WIT Press


CONSIDERATIONS ON REDUCTION OF INDOOR AIR POLLUTION FROM RADIOACTIVE EMISSIONS FROM BUILDING MATERIALS AND THE GROUND

Price

Free (open access)

Paper DOI

10.2495/AIR170201

Volume

211

Pages

10

Page Range

197 - 206

Published

2017

Size

1,245 kb

Author(s)

ROSARIA IPPOLITO, LUIGI LEPORE, ROMOLO REMETTI

Abstract

The goal of this paper is to study the reduction of health risks from indoor radioactive pollutants, as thoron emissions from common building materials, and radon emission from both building materials and the ground. In particular, when dealing with the indoor environment, one of the most important hazard is represented by radon gas, considered by the World Health Organization (WHO) as the second largest cause of lung cancer, cigarette smoke being the first. Such a radioactive gas belongs to the natural radioactive background of radiation, and its presence all over the world is unavoidable.
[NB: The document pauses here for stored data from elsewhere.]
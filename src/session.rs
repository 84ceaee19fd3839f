//! Máquina de estados de una sesión de test.
//!
//! No usa hilos ni reloj propio: la capa de pantalla llama a las
//! transiciones y el temporizador vive aparte (ver `timer`). El índice
//! actual siempre queda en `[0, question_count]`; llegar al final
//! equivale a `Finished`.

use std::collections::HashMap;

use crate::error::ValidationError;
use crate::model::{Category, Question};

/// Segundos fijos por pregunta para calcular el tiempo total
pub const SECS_PER_QUESTION: u32 = 60;

#[derive(Clone, Copy, Debug, PartialEq, Eq)]
pub enum Phase {
    InProgress,
    Finished,
}

/// Un intento de un usuario sobre un banco de preguntas, de principio a fin.
/// Se crea en `start` y se descarta al reiniciar.
#[derive(Debug, Clone)]
pub struct Session {
    pub username: String,
    pub category: Category,
    questions: Vec<Question>,
    // índice 0-based -> opción elegida ("" = saltada / sin tiempo)
    answers: HashMap<usize, String>,
    current: usize,
    // Elección aún no registrada de la pregunta en pantalla
    selection: Option<String>,
    phase: Phase,
}

impl Session {
    /// Valida nombre y banco, y arranca en la primera pregunta.
    pub fn start(
        username: &str,
        category: Category,
        questions: Vec<Question>,
    ) -> Result<Self, ValidationError> {
        let username = username.trim();
        if username.is_empty() {
            return Err(ValidationError::EmptyUsername);
        }
        if questions.is_empty() {
            return Err(ValidationError::EmptyBank(category.label().to_string()));
        }
        Ok(Self {
            username: username.to_string(),
            category,
            questions,
            answers: HashMap::new(),
            current: 0,
            selection: None,
            phase: Phase::InProgress,
        })
    }

    // Consultas

    pub fn phase(&self) -> Phase {
        self.phase
    }

    pub fn is_finished(&self) -> bool {
        self.phase == Phase::Finished
    }

    pub fn current_index(&self) -> usize {
        self.current
    }

    pub fn question_count(&self) -> usize {
        self.questions.len()
    }

    pub fn questions(&self) -> &[Question] {
        &self.questions
    }

    pub fn answers(&self) -> &HashMap<usize, String> {
        &self.answers
    }

    /// `None` cuando la sesión ya terminó
    pub fn current_question(&self) -> Option<&Question> {
        self.questions.get(self.current)
    }

    pub fn selection(&self) -> Option<&str> {
        self.selection.as_deref()
    }

    pub fn total_time_secs(&self) -> u32 {
        self.questions.len() as u32 * SECS_PER_QUESTION
    }

    // Transiciones

    /// Marca la opción elegida para la pregunta en pantalla. No se
    /// registra en el mapa de respuestas hasta navegar o terminar.
    pub fn select(&mut self, option: &str) {
        if self.phase == Phase::InProgress {
            self.selection = Some(option.to_string());
        }
    }

    /// Siguiente (manual): exige una opción elegida.
    pub fn advance(&mut self) -> Result<(), ValidationError> {
        if self.phase == Phase::Finished {
            return Ok(());
        }
        match self.selection.as_deref() {
            Some(sel) if !sel.is_empty() => {
                self.step_forward();
                Ok(())
            }
            _ => Err(ValidationError::NoSelection),
        }
    }

    /// Siguiente (automático): una elección ausente se registra como "".
    pub fn auto_advance(&mut self) {
        if self.phase == Phase::Finished {
            return;
        }
        if self.selection.is_none() {
            self.selection = Some(String::new());
        }
        self.step_forward();
    }

    /// Anterior: registra la elección si la hay (sin validar) y retrocede.
    /// En el índice 0 no hace nada con el índice.
    pub fn retreat(&mut self) {
        if self.phase == Phase::Finished {
            return;
        }
        if self.selection.is_some() {
            self.record_selection();
        }
        if self.current > 0 {
            self.current -= 1;
            self.selection = self.answers.get(&self.current).cloned();
        }
    }

    /// Terminar desde cualquier índice, manual o por tiempo agotado.
    /// Idempotente: la segunda llamada no hace nada.
    pub fn finish(&mut self) {
        if self.phase == Phase::Finished {
            return;
        }
        if self.selection.is_some() {
            self.record_selection();
        }
        self.current = self.questions.len();
        self.selection = None;
        self.phase = Phase::Finished;
    }

    fn step_forward(&mut self) {
        self.record_selection();
        self.current += 1;
        if self.current == self.questions.len() {
            self.phase = Phase::Finished;
            self.selection = None;
        } else {
            // Restaura la respuesta ya registrada al volver sobre una pregunta
            self.selection = self.answers.get(&self.current).cloned();
        }
    }

    fn record_selection(&mut self) {
        if let Some(sel) = self.selection.clone() {
            self.answers.insert(self.current, sel);
        }
    }
}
Radon gas density varies due to microclimatic factors such as temperature, air pressure, humidity and changes in ground layers. Radon gas emerges from the ground and penetrates building basements, accumulating itself into the indoor air, and being breathed in by people. Taking care of the airtightness of windows allows the radon concentration to build up, in some cases beyond reference levels, together with other chemical pollutants, i.e. combustion residues and solvents. The EU Basic Safety Standards, stated in the Council Directive 2013/59/Euratom, based on the last recommendations from the International Commission on Radiological Protection (ICRP) and from WHO, are focusing on risks related to radon gas concentration inside dwellings and working places. On considering that Council Directive 2013/59 Euratom has to be transposed into law by each EU Member State by February 2018, it is recommended that radon issues have to be considered during the design phase of the building construction. For NZEB applications a special attention is requested when energy consumption is reduced lower and lower by taking care of airtightness. In such a case, indoor pollutants (chemical, radioactive, particulate, etc.) can significantly accumulate beyond safe levels.

This paper describes measurements and remedial actions of study cases, focusing on public and domestic environments.